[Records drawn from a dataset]
_ _ _ _
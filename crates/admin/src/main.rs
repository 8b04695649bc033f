//! Skincare Admin - data service for the skincare analysis dashboard.
//!
//! This binary serves the admin JSON API on port 3001.
//!
//! # Security
//!
//! **This binary must ONLY run on private infrastructure.**
//!
//! - Holds store credentials with write access to users and products
//! - Can create identity accounts when `STORE_API_KEY` is set
//!
//! # Architecture
//!
//! - Axum web framework
//! - Remote document store over HTTP, native queries with a REST fallback
//! - Sentry for error tracking

#![cfg_attr(not(test), forbid(unsafe_code))]

use axum_server::Handle;
use axum_server::tls_rustls::RustlsConfig;
use secrecy::ExposeSecret;
use sentry::integrations::tracing as sentry_tracing;
use tracing_subscriber::{layer::SubscriberExt, util::SubscriberInitExt};

use skincare_admin::config::AdminConfig;
use skincare_admin::state::AppState;

/// Initialize Sentry error tracking and return guard that must be kept alive.
fn init_sentry(config: &AdminConfig) -> Option<sentry::ClientInitGuard> {
    let dsn = config.sentry_dsn.as_ref()?;

    let guard = sentry::init((
        dsn.as_str(),
        sentry::ClientOptions {
            release: sentry::release_name!(),
            environment: config
                .sentry_environment
                .clone()
                .map(std::borrow::Cow::Owned),
            sample_rate: config.sentry_sample_rate,
            traces_sample_rate: config.sentry_traces_sample_rate,
            attach_stacktrace: true,
            send_default_pii: false,
            ..Default::default()
        },
    ));

    tracing::info!("Sentry initialized");
    Some(guard)
}

/// Filter tracing events to Sentry event types.
fn sentry_event_filter(metadata: &tracing::Metadata<'_>) -> sentry_tracing::EventFilter {
    match *metadata.level() {
        tracing::Level::ERROR | tracing::Level::WARN => sentry_tracing::EventFilter::Event,
        tracing::Level::INFO | tracing::Level::DEBUG => sentry_tracing::EventFilter::Breadcrumb,
        _ => sentry_tracing::EventFilter::Ignore,
    }
}

#[tokio::main]
async fn main() {
    // Install rustls crypto provider (must be done before any TLS operations)
    rustls::crypto::ring::default_provider()
        .install_default()
        .expect("Failed to install rustls crypto provider");

    // Load configuration from environment (needed for Sentry init)
    let config = AdminConfig::from_env().expect("Failed to load configuration");

    // Initialize Sentry (must be done before tracing subscriber)
    let _sentry_guard = init_sentry(&config);

    // Defaults to info level for our crate if RUST_LOG is not set
    let env_filter = tracing_subscriber::EnvFilter::try_from_default_env()
        .unwrap_or_else(|_| "skincare_admin=info,tower_http=debug".into());

    // Use JSON format on Fly.io for structured log parsing, text format locally
    let is_fly = std::env::var("FLY_APP_NAME").is_ok();
    let json_layer = is_fly.then(|| tracing_subscriber::fmt::layer().json().flatten_event(true));
    let text_layer = (!is_fly).then(tracing_subscriber::fmt::layer);

    tracing_subscriber::registry()
        .with(env_filter)
        .with(json_layer)
        .with(text_layer)
        .with(sentry_tracing::layer().event_filter(sentry_event_filter))
        .init();

    let state = AppState::new(&config).expect("Failed to create application state");

    // Connect eagerly so the first request does not pay for strategy probing
    let status = state.data().connections().status().await;
    tracing::info!(?status, "Store connection initialized");

    let app = skincare_admin::app(state)
        // Sentry layers (outermost for full request coverage)
        .layer(sentry_tower::NewSentryLayer::new_from_top())
        .layer(sentry_tower::SentryHttpLayer::new().enable_transaction());

    let addr = config.socket_addr();

    if let Some(tls_config) = &config.tls {
        let rustls_config = RustlsConfig::from_pem(
            tls_config.cert_pem.as_bytes().to_vec(),
            tls_config.key_pem.expose_secret().as_bytes().to_vec(),
        )
        .await
        .expect("Failed to load TLS certificates");

        tracing::info!("admin listening on https://{}", addr);

        let handle = Handle::new();
        let shutdown_handle = handle.clone();

        tokio::spawn(async move {
            shutdown_signal().await;
            shutdown_handle.graceful_shutdown(Some(std::time::Duration::from_secs(30)));
        });

        axum_server::bind_rustls(addr, rustls_config)
            .handle(handle)
            .serve(app.into_make_service())
            .await
            .expect("Server error");
    } else {
        tracing::info!("admin listening on http://{}", addr);

        let listener = tokio::net::TcpListener::bind(addr)
            .await
            .expect("Failed to bind to address");

        axum::serve(listener, app)
            .with_graceful_shutdown(shutdown_signal())
            .await
            .expect("Server error");
    }
}

/// Wait for shutdown signal (Ctrl+C or SIGTERM).
async fn shutdown_signal() {
    let ctrl_c = async {
        tokio::signal::ctrl_c()
            .await
            .expect("Failed to install Ctrl+C handler");
    };

    #[cfg(unix)]
    let terminate = async {
        tokio::signal::unix::signal(tokio::signal::unix::SignalKind::terminate())
            .expect("Failed to install signal handler")
            .recv()
            .await;
    };

    #[cfg(not(unix))]
    let terminate = std::future::pending::<()>();

    tokio::select! {
        () = ctrl_c => {},
        () = terminate => {},
    }

    tracing::info!("Shutdown signal received, starting graceful shutdown");
}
_ _ _ _
» **PROBLEM DESCRIPTION**:
Across all lines above, count those with the string "binary". Only the number is wanted.

» **SOLVED PROBLEM**:
2